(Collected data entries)

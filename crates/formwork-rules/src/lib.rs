//! Validation rule sets for formwork forms
//!
//! A [`RuleSet`] is a pure, immutable description of per-field
//! constraints: which paths are required, which have length bounds or
//! patterns, and in what order failures are reported. Evaluation has
//! no side effects; the form session owns all mutable state.

pub mod rule;
pub mod ruleset;

pub use rule::{CustomCheck, FailureReason, ValidationRule, is_blank};
pub use ruleset::{RuleSet, RuleSetBuilder};
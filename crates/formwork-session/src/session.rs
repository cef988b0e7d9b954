//! Form session: the top-level orchestrator
//!
//! A session owns the backing model handle, every field binding and
//! option group registered during composition, per-field error state,
//! and the submit gate. All user interaction funnels through session
//! methods (`change`, `blur`, `select`, `submit`), each of which runs
//! synchronously to completion — events are serialized by the hosting
//! event loop, so there is no interior locking.

use crate::binding::FieldBinding;
use crate::compose::InputSpec;
use crate::error::{FormError, FormResult};
use crate::group::{OptionGroup, SelectionUpdate};
use crate::model::BackingModel;
use formwork_rules::{FailureReason, RuleSet};
use tracing::{debug, warn};

/// Label key used when a submit button is declared without a label;
/// translated by the presentation layer when a collaborator knows it,
/// rendered literally otherwise.
pub const DEFAULT_SUBMIT_LABEL_KEY: &str = "label.save";

/// What to do with a field's displayed error when the user edits the
/// field again before the next blur or submit.
///
/// The source behavior this engine was distilled from is ambiguous
/// here, so it is an explicit choice rather than a guess.
#[derive(Debug, Clone, Copy, PartialEq, Eq, Default)]
pub enum ErrorRetention {
	/// The error stays visible until the next blur/submit revalidates
	/// the field.
	#[default]
	Sticky,
	/// Editing a field immediately clears its displayed error; the
	/// next blur/submit may reinstate it.
	ClearOnChange,
}

/// Session-level configuration.
#[derive(Debug, Clone, Copy, Default)]
pub struct SessionConfig {
	pub error_retention: ErrorRetention,
}

/// Outcome of a submit attempt.
#[derive(Debug, Clone, Copy, PartialEq, Eq)]
pub enum SubmitOutcome {
	/// Every field validated clean; the on-submit callback ran once.
	Submitted,
	/// At least one field failed; no callback, errors left visible.
	Rejected { failures: usize },
}

impl SubmitOutcome {
	pub fn is_submitted(&self) -> bool {
		matches!(self, Self::Submitted)
	}
}

type SubmitCallback<M> = Box<dyn Fn(&M) + Send + Sync>;

/// A live form bound to a model and a rule set.
///
/// The session is the sole owner of the bindings and groups it
/// creates; nothing else may mutate their state. It is created when a
/// form is composed and dropped when the form leaves the view.
///
/// # Examples
///
/// ```
/// use formwork_rules::{RuleSet, ValidationRule};
/// use formwork_session::{FormSession, InputSpec, MemoryModel};
/// use serde_json::json;
///
/// let model = MemoryModel::from_value(json!({"firstName": "x"})).unwrap();
/// let rules = RuleSet::builder()
/// 	.rule("firstName", ValidationRule::length(3, 40))
/// 	.build();
///
/// let mut session = FormSession::new(model, rules);
/// session.input(InputSpec::text("firstName").with_label("First name")).unwrap();
/// session.submit_button(None).unwrap();
///
/// // Nothing is shown before the first blur or submit.
/// assert!(session.field("firstName").unwrap().error().is_none());
///
/// let outcome = session.submit().unwrap();
/// assert!(!outcome.is_submitted());
/// assert!(session.field("firstName").unwrap().error().is_some());
/// ```
pub struct FormSession<M: BackingModel> {
	model: M,
	rules: RuleSet,
	fields: Vec<FieldBinding>,
	groups: Vec<OptionGroup>,
	submit_attempted: bool,
	config: SessionConfig,
	on_submit: Option<SubmitCallback<M>>,
}

impl<M: BackingModel> FormSession<M> {
	/// Create a session bound to a model and a rule set.
	pub fn new(model: M, rules: RuleSet) -> Self {
		Self {
			model,
			rules,
			fields: Vec::new(),
			groups: Vec::new(),
			submit_attempted: false,
			config: SessionConfig::default(),
			on_submit: None,
		}
	}

	pub fn with_config(mut self, config: SessionConfig) -> Self {
		self.config = config;
		self
	}

	/// Register the external on-submit action. The session invokes it
	/// synchronously and never awaits any work the callback kicks off;
	/// in-flight/resubmit guarding is the caller's concern.
	pub fn with_on_submit<F>(mut self, callback: F) -> Self
	where
		F: Fn(&M) + Send + Sync + 'static,
	{
		self.on_submit = Some(Box::new(callback));
		self
	}

	/// Declare an input. Composition-time only.
	///
	/// Idempotent under re-registration with the same path and kind
	/// (re-render safety); a conflicting kind at the same path is a
	/// composition error and leaves the existing binding untouched.
	///
	/// The binding's value is seeded from the model; a group's initial
	/// `selected-key` is applied without firing any change, so mounting
	/// a form never triggers a validation storm.
	pub fn input(&mut self, spec: InputSpec) -> FormResult<()> {
		let path = spec.field_path().to_string();
		if let Some(existing) = self.fields.iter().find(|f| f.field_path() == path) {
			if existing.input_kind() == spec.kind() {
				return Ok(());
			}
			warn!(
				field_path = %path,
				existing = ?existing.input_kind(),
				requested = ?spec.kind(),
				"conflicting re-registration of form field"
			);
			return Err(FormError::Composition(format!(
				"field '{path}' already registered with a different input kind"
			)));
		}

		let group_kind = spec.group_kind();
		let (mut binding, options, selected_key) = spec.into_parts();

		let initial = self.model.get(&path)?;
		binding.set_value(initial.unwrap_or(serde_json::Value::Null));

		if let Some(kind) = group_kind {
			let mut group =
				OptionGroup::new(binding.name(), kind, options).with_field_path(&path);
			if let Some(key) = selected_key {
				group = group.with_selected_key(key);
			}
			self.groups.push(group);
		}
		self.fields.push(binding);
		Ok(())
	}

	/// Declare the submit button. Without a label the
	/// [`DEFAULT_SUBMIT_LABEL_KEY`] is used, which the presentation
	/// layer translates when it can.
	pub fn submit_button(&mut self, label: Option<&str>) -> FormResult<()> {
		self.input(
			InputSpec::submit().with_label(label.unwrap_or(DEFAULT_SUBMIT_LABEL_KEY)),
		)
	}

	/// The binding registered at a field path.
	pub fn field(&self, field_path: &str) -> Option<&FieldBinding> {
		self.fields.iter().find(|f| f.field_path() == field_path)
	}

	/// All bindings, in declaration order.
	pub fn fields(&self) -> &[FieldBinding] {
		&self.fields
	}

	/// The option group registered under a group name.
	pub fn group(&self, group_name: &str) -> Option<&OptionGroup> {
		self.groups.iter().find(|g| g.group_name() == group_name)
	}

	pub fn groups(&self) -> &[OptionGroup] {
		&self.groups
	}

	pub fn model(&self) -> &M {
		&self.model
	}

	/// Tear down the session, recovering the model handle.
	pub fn into_model(self) -> M {
		self.model
	}

	pub fn submit_attempted(&self) -> bool {
		self.submit_attempted
	}

	/// Currently displayed errors, path → reason.
	pub fn errors(&self) -> impl Iterator<Item = (&str, &FailureReason)> {
		self.fields
			.iter()
			.filter_map(|f| f.error().map(|e| (f.field_path(), e)))
	}

	pub fn has_errors(&self) -> bool {
		self.fields.iter().any(FieldBinding::has_error)
	}

	/// The user edited a field: update the binding and write through to
	/// the model. Validation is deferred to blur/submit — editing never
	/// validates per keystroke.
	pub fn change(&mut self, field_path: &str, value: serde_json::Value) -> FormResult<()> {
		let idx = self.field_index(field_path)?;
		self.model.set(field_path, value.clone())?;
		let binding = &mut self.fields[idx];
		binding.set_value(value);
		if self.config.error_retention == ErrorRetention::ClearOnChange {
			binding.set_error(None);
		}
		Ok(())
	}

	/// The user left a field: mark it touched and validate its current
	/// value. A passing run clears any prior error.
	pub fn blur(&mut self, field_path: &str) -> FormResult<()> {
		let idx = self.field_index(field_path)?;
		self.fields[idx].touch();
		debug!(field_path, "field blurred, validating");
		self.validate_field(idx);
		Ok(())
	}

	/// Re-run validation for one field unconditionally. Used by submit
	/// and by cross-field revalidation when a sibling edit can affect
	/// this field's validity.
	pub fn revalidate(&mut self, field_path: &str) -> FormResult<()> {
		let idx = self.field_index(field_path)?;
		self.validate_field(idx);
		Ok(())
	}

	/// Select an option in a group. Always forwards the key to the
	/// owning binding's change — selection is not value-compared, so
	/// re-confirming the current key is observable as another change.
	pub fn select(&mut self, group_name: &str, key: &serde_json::Value) -> FormResult<()> {
		let field_path = self.select_in_group(group_name, key)?;
		self.change(&field_path, key.clone())
	}

	/// Route a slot's update handle back to its group.
	pub fn apply(&mut self, update: &SelectionUpdate) -> FormResult<()> {
		self.select(&update.group_name, &update.key)
	}

	/// Route a generic group's nested child selection: selects the
	/// option the handle was issued for, but forwards the nested
	/// payload value to the binding instead of the option key.
	pub fn apply_with_payload(
		&mut self,
		update: &SelectionUpdate,
		value: serde_json::Value,
	) -> FormResult<()> {
		let field_path = self.select_in_group(&update.group_name, &update.key)?;
		self.change(&field_path, value)
	}

	/// Attempt submission.
	///
	/// Marks every non-submit field touched, revalidates all of them
	/// wholesale through the model collaborator, and fires the
	/// on-submit callback with the model handle only when no field
	/// holds an error. This is the one path that surfaces every
	/// field's error at once; a blur only ever surfaces one.
	pub fn submit(&mut self) -> FormResult<SubmitOutcome> {
		self.submit_attempted = true;
		for binding in &mut self.fields {
			if !binding.input_kind().is_submit() {
				binding.touch();
			}
		}

		let failures = self.model.validate(&self.rules)?;
		for binding in &mut self.fields {
			if binding.input_kind().is_submit() {
				continue;
			}
			binding.set_error(failures.get(binding.field_path()).cloned());
		}

		let failed = self.fields.iter().filter(|f| f.has_error()).count();
		if failed > 0 {
			debug!(failures = failed, "submit rejected by validation");
			return Ok(SubmitOutcome::Rejected { failures: failed });
		}

		debug!("submit accepted, invoking on-submit action");
		if let Some(callback) = &self.on_submit {
			callback(&self.model);
		}
		Ok(SubmitOutcome::Submitted)
	}

	fn field_index(&self, field_path: &str) -> FormResult<usize> {
		self.fields
			.iter()
			.position(|f| f.field_path() == field_path)
			.ok_or_else(|| {
				warn!(field_path, "event addressed an unregistered field");
				FormError::Composition(format!(
					"no field registered at path '{field_path}'"
				))
			})
	}

	/// Validate one field against the rule set and record the result,
	/// honoring the display gate: a failure is only stored once the
	/// field is touched or a submit was attempted.
	fn validate_field(&mut self, idx: usize) {
		let binding = &self.fields[idx];
		if binding.input_kind().is_submit() {
			return;
		}
		let result = self.rules.validate(binding.field_path(), binding.value());
		let gate_open = binding.is_touched() || self.submit_attempted;
		let error = match result {
			Err(reason) if gate_open => Some(reason),
			_ => None,
		};
		self.fields[idx].set_error(error);
	}

	fn select_in_group(
		&mut self,
		group_name: &str,
		key: &serde_json::Value,
	) -> FormResult<String> {
		let group = self
			.groups
			.iter_mut()
			.find(|g| g.group_name() == group_name)
			.ok_or_else(|| {
				warn!(group_name, "selection addressed an unregistered group");
				FormError::Composition(format!("no option group named '{group_name}'"))
			})?;
		group.select(key)?;
		Ok(group.field_path().to_string())
	}
}
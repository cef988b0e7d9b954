//! Ordered per-path rule sequences with first-failure-wins evaluation

use crate::rule::{FailureReason, ValidationRule};
use std::collections::BTreeMap;

/// An immutable mapping from field path to an ordered sequence of
/// rules.
///
/// Declared order is evaluation order: the first rule that fails
/// determines the reported [`FailureReason`]. A rule set is loaded
/// once per form-session lifetime and never mutated by the session.
///
/// # Examples
///
/// ```
/// use formwork_rules::{RuleSet, ValidationRule};
/// use serde_json::json;
///
/// let rules = RuleSet::builder()
/// 	.field("firstName", [ValidationRule::required(), ValidationRule::length(3, 40)])
/// 	.build();
///
/// assert!(rules.validate("firstName", &json!("Ada")).is_ok());
/// assert!(rules.validate("firstName", &json!("")).is_err());
/// // Paths without rules are trivially valid.
/// assert!(rules.validate("nickname", &json!("")).is_ok());
/// ```
#[derive(Debug, Clone, Default)]
pub struct RuleSet {
	rules: BTreeMap<String, Vec<ValidationRule>>,
}

impl RuleSet {
	/// Start building a rule set.
	pub fn builder() -> RuleSetBuilder {
		RuleSetBuilder::default()
	}

	/// An empty rule set (every value is valid).
	pub fn empty() -> Self {
		Self::default()
	}

	/// Rules declared for a path, in evaluation order.
	pub fn rules_for(&self, field_path: &str) -> &[ValidationRule] {
		self.rules
			.get(field_path)
			.map(Vec::as_slice)
			.unwrap_or_default()
	}

	/// Whether any rules are declared for a path.
	pub fn has_rules(&self, field_path: &str) -> bool {
		self.rules.contains_key(field_path)
	}

	/// All field paths with declared rules.
	pub fn field_paths(&self) -> impl Iterator<Item = &str> {
		self.rules.keys().map(String::as_str)
	}

	/// Evaluate the rules for `field_path` against `value`.
	///
	/// Pure and deterministic: returns the first failing rule's reason,
	/// or `Ok` when no rule fails or no rules exist for the path.
	/// Missing values are passed as `Value::Null`.
	pub fn validate(
		&self,
		field_path: &str,
		value: &serde_json::Value,
	) -> Result<(), FailureReason> {
		for rule in self.rules_for(field_path) {
			rule.check(value)?;
		}
		Ok(())
	}

	/// Evaluate every declared path, looking values up through
	/// `lookup`, and collect the failures.
	///
	/// This is the wholesale form backing models use when they
	/// batch-validate.
	pub fn validate_all<F>(&self, mut lookup: F) -> BTreeMap<String, FailureReason>
	where
		F: FnMut(&str) -> serde_json::Value,
	{
		let mut failures = BTreeMap::new();
		for path in self.rules.keys() {
			let value = lookup(path);
			if let Err(reason) = self.validate(path, &value) {
				failures.insert(path.clone(), reason);
			}
		}
		failures
	}
}

/// Builder for [`RuleSet`].
#[derive(Debug, Default)]
pub struct RuleSetBuilder {
	rules: BTreeMap<String, Vec<ValidationRule>>,
}

impl RuleSetBuilder {
	/// Declare the rules for a field path. Repeated calls for the same
	/// path append, preserving declaration order.
	pub fn field(
		mut self,
		field_path: impl Into<String>,
		rules: impl IntoIterator<Item = ValidationRule>,
	) -> Self {
		self.rules
			.entry(field_path.into())
			.or_default()
			.extend(rules);
		self
	}

	/// Declare a single rule for a field path.
	pub fn rule(self, field_path: impl Into<String>, rule: ValidationRule) -> Self {
		self.field(field_path, [rule])
	}

	/// Freeze the rule set.
	pub fn build(self) -> RuleSet {
		RuleSet { rules: self.rules }
	}
}

#[cfg(test)]
mod tests {
	use super::*;
	use rstest::rstest;
	use serde_json::json;

	#[rstest]
	fn test_first_declared_failure_wins() {
		// Arrange: Required is declared before the length rule
		let rules = RuleSet::builder()
			.field(
				"name",
				[ValidationRule::required(), ValidationRule::min_length(3)],
			)
			.build();

		// Act: blank violates both rules
		let result = rules.validate("name", &json!(""));

		// Assert: the Required failure is reported, not MinLength
		assert_eq!(result, Err(FailureReason::Required));
	}

	#[rstest]
	fn test_later_rule_reported_when_earlier_passes() {
		let rules = RuleSet::builder()
			.field(
				"name",
				[ValidationRule::required(), ValidationRule::min_length(3)],
			)
			.build();

		assert_eq!(
			rules.validate("name", &json!("ab")),
			Err(FailureReason::MinLength {
				min: 3,
				max: None,
				actual: 2
			})
		);
	}

	#[rstest]
	fn test_path_without_rules_is_valid() {
		let rules = RuleSet::empty();
		assert!(rules.validate("anything", &json!(null)).is_ok());
	}

	#[rstest]
	fn test_repeated_field_declarations_append_in_order() {
		let rules = RuleSet::builder()
			.rule("name", ValidationRule::required())
			.rule("name", ValidationRule::min_length(3))
			.build();

		assert_eq!(rules.rules_for("name").len(), 2);
		assert_eq!(rules.validate("name", &json!("")), Err(FailureReason::Required));
	}

	#[rstest]
	fn test_validate_all_collects_only_failures() {
		// Arrange
		let rules = RuleSet::builder()
			.rule("firstName", ValidationRule::required())
			.rule("lastName", ValidationRule::required())
			.build();

		// Act
		let failures = rules.validate_all(|path| match path {
			"firstName" => json!("Ada"),
			_ => json!(null),
		});

		// Assert
		assert_eq!(failures.len(), 1);
		assert_eq!(failures.get("lastName"), Some(&FailureReason::Required));
	}

	#[rstest]
	fn test_validate_is_deterministic() {
		let rules = RuleSet::builder()
			.rule("name", ValidationRule::length(3, 40))
			.build();

		let first = rules.validate("name", &json!("x"));
		let second = rules.validate("name", &json!("x"));
		assert_eq!(first, second);
	}
}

**What you have to do:** The required output is a copy of each line in the records where the string "owns" occurs.

**Reply to the exercise:**
//! no side effects; the form session owns all mutable state.
//! A session owns the backing model handle, every field binding and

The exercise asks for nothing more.